“Dare centralità alla persona che lavora”
Intervista a Stefano Fassina, responsabile Economia e Lavoro del Partito democratico.
Il Partito democratico si affida in queste ore ai propri elettori per la scelta dei candidati perché non si è riusciti a cambiare la legge elettorale. Quale il suo impegno in questo senso?
Spero di poter svolgere il lavoro politico anche dal Parlamento. La scelta è nelle mani degli elettori del Pd che domenica partecipano alle primarie per la selezione dei candidati da inserire nelle liste della Camera e del Senato. Noi abbiamo fatto tutto il possibile per cambiare la legge elettorale. Non ci siamo riusciti per responsabilità del PdL, poiché Silvio Berlusconi ha voluto tenere in mano la formazione delle liste per selezionare una pattuglia di fedelissimi.
Qual è la ricetta che il Partito democratico intende proporre nell’attuale fase di incertezza economica?
Negli ultimi anni, grazie alla regia di Bersani, il Pd ha ricostruito un’autonomia culturale sul terreno dell’economia e del lavoro. Noi puntiamo a dare centralità alla persona che lavora. Abbiamo archiviato il paradigma liberista che vede la svalutazione del lavoro, il ridimensionamento dei diritti, come condizione per la crescita. La nostra bussola sono gli articoli 1 e 3 della nostra Costituzione, “la più bella del mondo”. È la bussola dell’europeismo progressista, alternativo ai populismi regressivi e diverso dall’europeismo mercantilista dei conservatori europei.
Come possono, l’Italia e l’Europa, uscire dal tunnel della crisi?

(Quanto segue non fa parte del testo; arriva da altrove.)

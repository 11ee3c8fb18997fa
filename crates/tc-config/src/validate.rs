//! Configuration validation errors and semantic validation.

use thiserror::Error;

use crate::analysis::AnalysisConfig;

/// Validation result type.
pub type ValidationResult<T> = Result<T, ValidationError>;

/// Configuration validation errors.
#[derive(Error, Debug)]
pub enum ValidationError {
    #[error("I/O error: {0}")]
    IoError(String),

    #[error("Parse error: {0}")]
    ParseError(String),

    #[error("Semantic validation failed: {0}")]
    SemanticError(String),

    #[error("Invalid value for {field}: {message}")]
    InvalidValue { field: String, message: String },

    #[error("Version mismatch: expected {expected}, got {actual}")]
    VersionMismatch { expected: String, actual: String },
}

impl ValidationError {
    /// Error code for structured error reporting.
    pub fn code(&self) -> u32 {
        match self {
            ValidationError::IoError(_) => 60,
            ValidationError::ParseError(_) => 61,
            ValidationError::SemanticError(_) => 63,
            ValidationError::InvalidValue { .. } => 65,
            ValidationError::VersionMismatch { .. } => 66,
        }
    }

    /// The offending field, when one is known.
    pub fn field(&self) -> Option<&str> {
        match self {
            ValidationError::InvalidValue { field, .. } => Some(field),
            _ => None,
        }
    }
}

impl From<ValidationError> for tc_common::Error {
    fn from(err: ValidationError) -> Self {
        match err {
            ValidationError::IoError(msg) => tc_common::Error::Config(msg),
            other => tc_common::Error::InvalidConfig(other.to_string()),
        }
    }
}

fn invalid(field: &str, message: impl Into<String>) -> ValidationError {
    ValidationError::InvalidValue {
        field: field.to_string(),
        message: message.into(),
    }
}

/// Validate an analysis configuration semantically.
pub fn validate_analysis(config: &AnalysisConfig) -> ValidationResult<()> {
    if config.schema_version != crate::CONFIG_SCHEMA_VERSION {
        return Err(ValidationError::VersionMismatch {
            expected: crate::CONFIG_SCHEMA_VERSION.to_string(),
            actual: config.schema_version.clone(),
        });
    }

    if config.resource.units_per_resource == 0 {
        return Err(invalid("resource.units_per_resource", "Must be positive, got 0"));
    }
    if config.resource.tokens_available == 0 {
        return Err(invalid("resource.tokens_available", "Must be positive, got 0"));
    }
    if config.histogram.bin_size == 0 {
        return Err(invalid("histogram.bin_size", "Must be positive, got 0"));
    }

    validate_percent("thresholds.buy_above_pct", config.thresholds.buy_above_pct)?;
    validate_percent(
        "thresholds.reduce_below_pct",
        config.thresholds.reduce_below_pct,
    )?;
    if config.thresholds.reduce_below_pct > config.thresholds.buy_above_pct {
        return Err(ValidationError::SemanticError(format!(
            "thresholds.reduce_below_pct ({}) must not exceed thresholds.buy_above_pct ({})",
            config.thresholds.reduce_below_pct, config.thresholds.buy_above_pct
        )));
    }

    if !config.ingest.delimiter.is_ascii() || matches!(config.ingest.delimiter, '"' | '\n' | '\r')
    {
        return Err(invalid(
            "ingest.delimiter",
            format!(
                "Must be a single ASCII character other than a quote or newline, got {:?}",
                config.ingest.delimiter
            ),
        ));
    }

    let schema = &config.ingest.schema;
    if schema.user.is_empty() {
        return Err(invalid("ingest.schema.user", "At least one column is required"));
    }
    if schema.start.is_empty() {
        return Err(invalid("ingest.schema.start", "At least one column is required"));
    }
    if schema.end.is_empty() {
        return Err(invalid("ingest.schema.end", "At least one column is required"));
    }

    if config.engine.slice_len == 0 {
        return Err(invalid("engine.slice_len", "Must be positive, got 0"));
    }
    if config.ranking.top_n == 0 {
        return Err(invalid("ranking.top_n", "Must be positive, got 0"));
    }

    Ok(())
}

fn validate_percent(field: &str, value: f64) -> ValidationResult<()> {
    if !value.is_finite() || !(0.0..=100.0).contains(&value) {
        return Err(invalid(field, format!("Must be in [0, 100], got {}", value)));
    }
    Ok(())
}

#[cfg(test)]
mod tests {
    use super::*;

    #[test]
    fn test_defaults_validate() {
        validate_analysis(&AnalysisConfig::default()).unwrap();
    }

    #[test]
    fn test_zero_units_rejected() {
        let mut config = AnalysisConfig::default();
        config.resource.units_per_resource = 0;
        let err = validate_analysis(&config).unwrap_err();
        assert_eq!(err.field(), Some("resource.units_per_resource"));
        assert_eq!(err.code(), 65);
    }

    #[test]
    fn test_inverted_percent_bands_rejected() {
        let mut config = AnalysisConfig::default();
        config.thresholds.reduce_below_pct = 95.0;
        assert!(matches!(
            validate_analysis(&config).unwrap_err(),
            ValidationError::SemanticError(_)
        ));
    }

    #[test]
    fn test_version_mismatch() {
        let config = AnalysisConfig {
            schema_version: "0.9.0".to_string(),
            ..AnalysisConfig::default()
        };
        assert!(matches!(
            validate_analysis(&config).unwrap_err(),
            ValidationError::VersionMismatch { .. }
        ));
    }

    #[test]
    fn test_quote_delimiter_rejected() {
        let mut config = AnalysisConfig::default();
        config.ingest.delimiter = '"';
        assert_eq!(
            validate_analysis(&config).unwrap_err().field(),
            Some("ingest.delimiter")
        );
    }

    #[test]
    fn test_converts_to_config_error() {
        let err: tc_common::Error = ValidationError::ParseError("bad".into()).into();
        assert_eq!(err.code(), 11);
    }
}
#[derive(Subcommand, Debug)]
enum ConfigCommands {
    /// Show the effective configuration
    Show {
        /// Print the JSON Schema of analysis.json instead
        #[arg(long)]
        schema: bool,
    },

    /// Validate a configuration file
    Validate {
        /// File to validate (defaults to the resolved config)
        #[arg(long)]
        path: Option<PathBuf>,
    },
}

// ============================================================================
// Main entry point
// ============================================================================

fn main() {
    let cli = match Cli::try_parse() {
        Ok(cli) => cli,
        Err(err) => {
            let _ = err.print();
            let code = if err.use_stderr() {
                ExitCode::ArgsError
            } else {
                ExitCode::Clean
            };
            std::process::exit(code.as_i32());
        }
    };

    init_logging(&log_config(&cli.global));
    let ctx = LogContext::new(generate_run_id());
    log_event!(
        ctx,
        DEBUG,
        event_names::RUN_STARTED,
        Stage::Init,
        "starting",
        command = cli.command.name()
    );

    let global = &cli.global;
    let outcome = match &cli.command {
        Commands::Version => print_version(global),
        Commands::Config(args) => run_config(global, args),
        command => run_analysis(global, ctx.clone(), command),
    };

    let exit_code = match outcome {
        Ok(code) => code,
        Err(err) => {
            log_event!(
                ctx,
                DEBUG,
                event_names::INTERNAL_ERROR,
                Stage::Render,
                "command failed",
                code = u64::from(err.code())
            );
            report_error(global, &err)
        }
    };

    log_event!(
        ctx,
        DEBUG,
        event_names::RUN_FINISHED,
        Stage::Render,
        "finished",
        exit_code = i64::from(exit_code.as_i32())
    );
    std::process::exit(exit_code.as_i32());
}

fn log_config(global: &GlobalOpts) -> LogConfig {
    let level = LogLevel::from_verbosity(global.verbose, global.quiet);
    // JSON payloads get JSONL logs unless the format is pinned in the environment
    let format = (global.format.is_machine() && std::env::var_os("TC_LOG_FORMAT").is_none())
        .then_some(LogFormat::Jsonl);
    LogConfig::from_env(level, format)
}

fn use_color(global: &GlobalOpts) -> bool {
    !global.no_color && std::io::stderr().is_terminal()
}

fn report_error(global: &GlobalOpts, err: &Error) -> ExitCode {
    let code = ExitCode::from_error(err);
    match global.format {
        OutputFormat::Json => {
            let response = serde_json::json!({
                "schema_version": SCHEMA_VERSION,
                "generated_at": chrono::Utc::now().to_rfc3339(),
                "status": "error",
                "exit_code": code.code_name(),
                "error": StructuredError::from(err),
            });
            eprintln!(
                "{}",
                serde_json::to_string_pretty(&response).unwrap_or_default()
            );
        }
        OutputFormat::Exitcode => {}
        _ => eprintln!("{}", format_error_human(err, use_color(global))),
    }
    code
}

// ============================================================================
// Analysis session
// ============================================================================

/// Wall-clock budget shared by every analysis of one invocation.
struct Deadline {
    started: Instant,
    limit: Option<Duration>,
}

L’Italia si riprende se si riprende l’Unione europea e, in particolare, l’area euro. Oggi, la priorità è una politica economica per lo sviluppo sostenibile e per il lavoro da varare a Bruxelles. La vittoria in Italia di Bersani e il probabile arrivo al governo del Spd in Germania possono portare a un cambio di stagione. Ovviamente, l’Italia deve autonomamente attuare una serie di riforme: dalle pubbliche amministrazioni, al fisco; dalle infrastrutture all’energia, dalla scuola e università al welfare sussidiario e universalistico.
Come si pone il Pd rispetto alla “salita in politica” di Mario Monti, in virtù anche dell’ennesima “discesca in campo” di Silvio Berlusconi?
Non mi è mai piaciuta la definizione berlusconiana. Non mi convince la riformulazione montiana se viene utilizzata per coprire i legami indissolubili della politica con gli interessi materiali. La presenza del Presidente Monti, diretta o indiretta, nella competizione elettorale è poco coerente con il patto per un governo super partes fatto a novembre 2011 con i cittadini. Inoltre, indebolisce una personalità con il profilo adeguato a svolgere funzioni di garanzia. È un fatto che si ripercuote negativamente sulla credibilità delle nostre istituzioni democratiche. Per il Pd non è un problema. Il presidente Monti e i partiti a suo sostegno esprimono un europeismo mercantilista, in sintonia con i partiti conservatori europei. Noi portiamo avanti un europeismo progressista. Collaboriamo per sconfiggere i populismi.